Bize Düşen Veraset

95

Osmanlı’da zafer, İslâm’ın sayılıyor. Her İslâm ülkesine duyuruluyor. Her ülke halkı da bunu, kendisi kazanmış gibi seviniyor, kıvanç duyuyor, gururlanıyordu. Ve tabii, hemen Hilâfet Makamı’ndan tahsinler / aferinler, takdirler, beğeniler geliyor. Yüksek pâye ve unvanlar veriliyor. Daha bir heyecanla yeni hedefler tespit ediliyordu.
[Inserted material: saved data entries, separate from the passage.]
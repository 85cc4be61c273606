//! The one-shot start gate.
//!
//! Every worker parks on the gate after announcing itself; the table opens
//! it exactly once per run so all philosophers start together. Abandoning
//! the gate is the cleanup path when worker spawning fails part-way: the
//! already-running workers wake up and exit instead of waiting forever.

use std::sync::{Condvar, Mutex};

use thiserror::Error;

#[derive(Debug, Error)]
#[error("start gate poisoned by a panicked worker")]
pub struct GateError;

/// What a waiter observes once the gate is no longer closed.
#[derive(Debug, Clone, Copy, PartialEq, Eq)]
pub enum StartSignal {
    /// The run is on; enter the eating loop.
    Go,
    /// The run was called off before it started; exit without eating.
    Abandoned,
}

#[derive(Debug, Clone, Copy, PartialEq, Eq)]
enum GateState {
    Closed,
    Open,
    Abandoned,
}

#[derive(Debug)]
pub struct StartGate {
    state: Mutex<GateState>,
    released: Condvar,
}

impl StartGate {
    pub fn new() -> Self {
        StartGate {
            state: Mutex::new(GateState::Closed),
            released: Condvar::new(),
        }
    }

    /// Blocks until the gate is opened or abandoned. A waiter arriving
    /// after the fact passes straight through.
    pub fn wait(&self) -> Result<StartSignal, GateError> {
        let mut state = self.state.lock().map_err(|_| GateError)?;
        while *state == GateState::Closed {
            state = self.released.wait(state).map_err(|_| GateError)?;
        }
        Ok(if *state == GateState::Open {
            StartSignal::Go
        } else {
            StartSignal::Abandoned
        })
    }

    /// Opens the gate. Called exactly once per run.
    pub fn open(&self) -> Result<(), GateError> {
        let mut state = self.state.lock().map_err(|_| GateError)?;
        *state = GateState::Open;
        drop(state);
        self.released.notify_all();
        Ok(())
    }

    /// Calls the run off; all current and future waiters observe
    /// [`StartSignal::Abandoned`].
    pub fn abandon(&self) -> Result<(), GateError> {
        let mut state = self.state.lock().map_err(|_| GateError)?;
        *state = GateState::Abandoned;
        drop(state);
        self.released.notify_all();
        Ok(())
    }
}

impl Default for StartGate {
    fn default() -> Self {
        Self::new()
    }
}

#[cfg(test)]
mod tests {
    use super::*;
    use std::sync::atomic::{AtomicUsize, Ordering};
    use std::sync::Arc;
    use std::thread;
    use std::time::Duration;

    #[test]
    fn test_waiters_blocked_until_open() {
        let gate = Arc::new(StartGate::new());
        let passed = Arc::new(AtomicUsize::new(0));
        let workers = 4;

        let handles: Vec<_> = (0..workers)
            .map(|_| {
                let gate = Arc::clone(&gate);
                let passed = Arc::clone(&passed);
                thread::spawn(move || {
                    let signal = gate.wait().unwrap();
                    passed.fetch_add(1, Ordering::SeqCst);
                    signal
                })
            })
            .collect();

        thread::sleep(Duration::from_millis(50));
        assert_eq!(passed.load(Ordering::SeqCst), 0);

        gate.open().unwrap();
        for handle in handles {
            assert_eq!(handle.join().unwrap(), StartSignal::Go);
        }
        assert_eq!(passed.load(Ordering::SeqCst), workers);
    }

    #[test]
    fn test_late_waiter_passes_through() {
        let gate = StartGate::new();
        gate.open().unwrap();
        assert_eq!(gate.wait().unwrap(), StartSignal::Go);
    }

    #[test]
    fn test_abandon_wakes_waiters() {
        let gate = Arc::new(StartGate::new());
        let waiter = {
            let gate = Arc::clone(&gate);
            thread::spawn(move || gate.wait().unwrap())
        };
        thread::sleep(Duration::from_millis(20));
        gate.abandon().unwrap();
        assert_eq!(waiter.join().unwrap(), StartSignal::Abandoned);
    }
}
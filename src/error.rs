//! Run-level error taxonomy.
//!
//! Everything here is fatal to the run: fork misuse, a poisoned primitive,
//! a worker that could not be spawned or that panicked, or a log write
//! failure. The backoff protocol's failed try-acquire is deliberately NOT
//! an error; it is control flow inside [`acquire_pair`].
//!
//! [`acquire_pair`]: crate::protocol::PairAcquire::acquire_pair

use std::io;

use thiserror::Error;

use crate::fork::ForkError;
use crate::gate::GateError;
use crate::philosopher::PhilosopherId;

#[derive(Debug, Error)]
pub enum SimulationError {
    #[error(transparent)]
    Fork(#[from] ForkError),

    #[error(transparent)]
    Gate(#[from] GateError),

    #[error("a dining table needs at least two seats, got {seats}")]
    TooFewSeats { seats: usize },

    #[error("failed to spawn worker for philosopher {id}")]
    Spawn {
        id: PhilosopherId,
        #[source]
        source: io::Error,
    },

    #[error("worker for philosopher {id} panicked")]
    WorkerPanicked { id: PhilosopherId },

    #[error("failed to write log line")]
    Log(#[from] io::Error),
}
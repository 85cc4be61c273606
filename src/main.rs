use std::env;
use std::path::Path;
use std::sync::Arc;

use anyhow::{bail, Context, Result};
use colored::Colorize;

use dining_philosophers::{SimConfig, SyncLog, Table};

fn main() -> Result<()> {
    let config = parse_args(env::args().skip(1))?;

    let log = Arc::new(SyncLog::stdout());
    let table = Table::new(config.philosophers, Arc::clone(&log))
        .context("failed to set the table")?;

    for protocol in config.protocol.runs() {
        println!(
            "{}",
            format!(
                "== {} protocol: {} philosophers, {} bites of {} ms ==",
                protocol, config.philosophers, config.bites, config.bite_millis
            )
            .bold()
        );

        let summary = table
            .run(&config.options(protocol))
            .with_context(|| format!("{protocol} protocol run failed"))?;

        println!(
            "{} {} protocol finished in {:.3} seconds",
            "ok".green(),
            summary.protocol,
            summary.elapsed.as_secs_f64()
        );
    }

    Ok(())
}

fn parse_args(args: impl Iterator<Item = String>) -> Result<SimConfig> {
    let mut config = SimConfig::default();
    let mut args = args;

    while let Some(arg) = args.next() {
        match arg.as_str() {
            "--config" => {
                let path = args.next().context("--config needs a file path")?;
                config = SimConfig::load(Path::new(&path))
                    .with_context(|| format!("failed to load {path}"))?;
            }
            "--philosophers" => {
                config.philosophers = parse_value(&mut args, "--philosophers")?;
            }
            "--bites" => {
                config.bites = parse_value(&mut args, "--bites")?;
            }
            "--bite-millis" => {
                config.bite_millis = parse_value(&mut args, "--bite-millis")?;
            }
            "--protocol" => {
                let value = args.next().context("--protocol needs a value")?;
                config.protocol = value.parse()?;
            }
            "--help" | "-h" => {
                print_usage();
                std::process::exit(0);
            }
            other => bail!("unknown argument '{other}' (try --help)"),
        }
    }

    config.validate()?;
    Ok(config)
}

fn parse_value<T>(args: &mut impl Iterator<Item = String>, flag: &str) -> Result<T>
where
    T: std::str::FromStr,
    T::Err: std::error::Error + Send + Sync + 'static,
{
    let value = args.next().with_context(|| format!("{flag} needs a value"))?;
    value
        .parse()
        .with_context(|| format!("invalid value '{value}' for {flag}"))
}

fn print_usage() {
    println!("Simulates dining philosophers around a ring of shared forks.");
    println!();
    println!("Usage: dining-philosophers [OPTIONS]");
    println!();
    println!("Options:");
    println!("  --config FILE        load settings from a TOML file (later flags override)");
    println!("  --philosophers N     number of seats at the table (default 10)");
    println!("  --bites N            bites per philosopher (default 10)");
    println!("  --bite-millis N      how long one bite is held, in ms (default 1000)");
    println!("  --protocol NAME      backoff, ordered, or both (default both)");
    println!("  --help               show this message");
}
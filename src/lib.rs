//! A concurrent dining-philosophers simulation.
//!
//! N philosophers sit around a ring of N forks; each fork is shared by its
//! two neighbors. Every philosopher runs on its own worker thread, waits at
//! a one-shot start gate, then eats a configured number of bites, where one
//! bite is acquire-both-forks / hold / release-both. Two deadlock-free
//! acquisition protocols are provided behind the [`PairAcquire`] trait:
//! backoff (try the second fork, put the first back on failure) and ordered
//! (always lock the globally lower fork first).
//!
//! The observable output is the console trace written through [`SyncLog`];
//! every acquisition attempt, success, release, and bite is one atomic
//! line, attributed via a per-thread philosopher identity.

pub mod config;
pub mod error;
pub mod fork;
pub mod gate;
pub mod identity;
pub mod philosopher;
pub mod protocol;
pub mod sync_log;
pub mod table;

pub use config::{ConfigError, ProtocolChoice, RunOptions, SimConfig};
pub use error::SimulationError;
pub use fork::{Fork, ForkError, ForkId};
pub use gate::{GateError, StartGate, StartSignal};
pub use philosopher::{Philosopher, PhilosopherId};
pub use protocol::{BackoffAcquire, OrderedAcquire, PairAcquire, Protocol};
pub use sync_log::{LogCapture, SyncLog};
pub use table::{RunSummary, Table};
Böylece İslâm Fütuhatı tarih sayfalarına fiilen yazılıyordu. Her zafer paylaşılıyor, her zaferin sevincine ortak olunuyordu.

Tabii ki bu sonuca varmak için öncelikle, mümkün mertebe savaşmamayı, kan dökmemeyi, Tavaif-i Mülûk yani bölük pörçük Beylikler hâlinde kalıp parçalanmamayı; merkezî bir birlik hâlinde toplanmaları gerektiğini Beylikler içinde en iyi Osmanlı Beyliği anlamıştı.

Çünkü tek tek Bizans’a yem olmamanın yolu birlik, dirlik ve beraberlikten geçiyordu. Osmanlı ise bunu bir an evvel gerçekleştirmek istiyor. Bunun için her türlü meşru yolu deniyor. Bu uğurda büyük çaba sarfediyordu. Yâni Muhtariyet, Yerinden Yönetim, Özerk ve Tavaif-i Mülûk gibi yani küçük küçük, başına buyruk devletçikler oluşmasına asla fırsat vermiyordu.

Bu güzel sonuç için birbirleriyle uğraşmayı, birbirleriyle çekişmeyi yeğlemediler. Birbirinin kuyusunu kazmayla uğraşmadılar. Beylikler arası münasebetlerini, mecbur olmadıkça kılıçla çözmeye kalkışmadılar.

Başlarını hep ileriye diktiler. Hedeflerini ulvî gaye olan İlâ-yı Kelimetullah olarak seçtiler. Bu yüce davayı yani Allah’ın ismini yüceltmeyi, Allah’ın adını her yere götürmeyi, Hakkı Hukuku yaymayı, mazlumun yanında yer almayı, zâlimin başına topuz gibi inmeyi, kendilerine Allah tarafından tevdî edilmiş / verilmiş bir vazîfe, bir görev bildiler.

“Ya Allah!” dediler. Gaye “İllallah.” / “Ancak Allah var.” dediler. Hedef “İlâllah” / “Allah’a doğru” dediler. “Haydi Bismillah.” dediler. Dün kılıçla yürüdüler. Bugün kalemle. Dün maddî cihat yaptılar. Bugün manevî cihadın içindeler. Dün de Allah yolunda. Bugün de onun uğrunda Fîsebîlillah dur durak bilmediler. Bilmeyecekler de. Çünkü varlık sebebimiz bu.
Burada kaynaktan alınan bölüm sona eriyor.